Call My Doctor Pty Ltd managing director Lindsay Stewart claims that unless Northern Queensland Primary Health Network pays his company $230,000, it will be forced to shut down its services on the Tablelands.
NQPHN, however, has rejected Mr Stewart's claim, saying it is "constructively" addressing the allegations with the company.
Call My Doctor was contracted earlier this year by NQPHN to deliver improved access to after-hours health care to residents in the Mareeba and Tablelands region, through a GP and telehealth service.
Mr Stewart said his company was paid earlier this year by the health agency, however, since then he claimed the network had held off paying them for several weeks of work.
He said this has stemmed from a contractual issue, involving a request by NQPHN to supply patient details. He said his company had refused to comply with the "unacceptable" request, due to national health privacy laws.
"My wife and I are having to pay our staff on our credit cards," he said. "We've gone along with this, because we believe the people of northern Queensland need our (medical) service."

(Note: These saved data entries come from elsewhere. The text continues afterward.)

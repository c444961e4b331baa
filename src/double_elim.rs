use tracing::{debug, info, warn};

use crate::elimination::build_single_elim;
use crate::progression::propagate_winner;
use crate::types::{Match, MatchIdIssuer, MatchOutcome, Participant, ParticipantId, Round};

/// Winners rounds plus the losers-bracket skeleton derived from them.
pub fn build_double_elim(entrants: &[Participant], ids: &mut MatchIdIssuer) -> (Vec<Round>, Vec<Round>) {
  let winners = build_single_elim(entrants, ids);
  let losers = build_losers_skeleton(&winners, ids);
  info!(
    winners_rounds = winners.len(),
    losers_rounds = losers.len(),
    "built double elimination bracket"
  );
  (winners, losers)
}

/// One losers round per winners round except the final, holding half as many
/// matches (rounded up). Every winners round after the first is followed by a
/// consolidation round half the size of the round just added. All matches start empty.
pub fn build_losers_skeleton(winners: &[Round], ids: &mut MatchIdIssuer) -> Vec<Round> {
  let mut losers: Vec<Round> = Vec::new();
  for (idx, round) in winners.iter().enumerate().take(winners.len().saturating_sub(1)) {
    let count = round.len().div_ceil(2);
    if count == 0 {
      continue;
    }
    losers.push((0..count).map(|_| Match::empty(ids.issue())).collect());

    if idx > 0 {
      let consolidation = count.div_ceil(2);
      losers.push((0..consolidation).map(|_| Match::empty(ids.issue())).collect());
    }
  }
  losers
}

/// Index of the losers round that receives the losers of winners round `round`.
pub fn drop_round_index(round: usize) -> usize {
  if round == 0 {
    0
  } else {
    round * 2 - 1
  }
}

/// Losers-bracket match (round, position) fed by a winners match. The winners
/// final has none.
pub fn drop_target(winners_rounds: usize, round: usize, position: usize) -> Option<(usize, usize)> {
  if round + 1 >= winners_rounds {
    return None;
  }
  Some((drop_round_index(round), position / 2))
}

/// Winners matches that can still send a loser into `target`. First-round byes never do.
pub fn drop_feeders(winners: &[Round], target: (usize, usize)) -> usize {
  let rounds = winners.len();
  winners
    .iter()
    .enumerate()
    .flat_map(|(r, round)| round.iter().enumerate().map(move |(p, m)| (r, p, m)))
    .filter(|(r, p, m)| !m.is_bye() && drop_target(rounds, *r, *p) == Some(target))
    .count()
}

/// Swaps `previous` for `current` in a losers-bracket drop match. The newcomer takes
/// the first open slot. Any change clears the drop match's result, and a lone
/// occupant of a match with a single feeder gets a bye.
pub fn place_loser(
  losers: &mut [Round],
  target: (usize, usize),
  feeders: usize,
  previous: Option<ParticipantId>,
  current: Option<ParticipantId>,
) {
  if previous == current {
    return;
  }
  let Some(m) = losers.get_mut(target.0).and_then(|round| round.get_mut(target.1)) else {
    warn!(round = target.0, position = target.1, "losers drop match missing");
    return;
  };
  if let Some(prev) = previous {
    if let Some(slot) = m.slots.iter().position(|s| *s == Some(prev)) {
      m.slots[slot] = None;
    }
  }
  if let Some(next) = current {
    match m.slots.iter().position(Option::is_none) {
      Some(slot) => m.slots[slot] = Some(next),
      None => warn!(match_id = m.id, participant = next, "losers drop match has no open slot"),
    }
  }
  m.scores = [None, None];
  m.outcome = match (m.slots, feeders) {
    ([Some(winner), None], 1) | ([None, Some(winner)], 1) => MatchOutcome::Bye { winner },
    _ => MatchOutcome::Unset,
  };
  debug!(match_id = m.id, slots = ?m.slots, outcome = ?m.outcome, "updated losers drop match");
}

/// Applies a freshly decided (or undecided) winners match: its loser moves into the
/// losers bracket in place of `previous_loser`, its winner travels forward, and every
/// winners match invalidated on the way withdraws the loser it had dropped.
pub fn settle_winners_match(
  winners: &mut [Round],
  losers: &mut [Round],
  round: usize,
  position: usize,
  previous_loser: Option<ParticipantId>,
) {
  let rounds = winners.len();
  let current_loser = winners[round][position].loser();
  if let Some(target) = drop_target(rounds, round, position) {
    place_loser(losers, target, drop_feeders(winners, target), previous_loser, current_loser);
  }
  for invalidated in propagate_winner(winners, round, position) {
    if let Some(target) = drop_target(rounds, invalidated.round, invalidated.position) {
      place_loser(losers, target, drop_feeders(winners, target), invalidated.loser, None);
    }
  }
}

In a short statement, NQPHN chief executive John Gregg rejected the allegation the network was in arrears to Mr Stewart's company.
"NQPHN is constructively addressing the allegations made by Call My Doctor Pty Ltd with that organisation," he said. "NQPHN remains committed to continuous delivery of the right care, in the right place, at the right time to all members of the communities it serves."
Last month, Call My Doctor announced it would carry out a business assessment of its after-hours, in-home service in operation on the Tablelands, to see whether it could extend the service down the range to Cairns.
Mr Stewart, however, said these plans were currently on hold.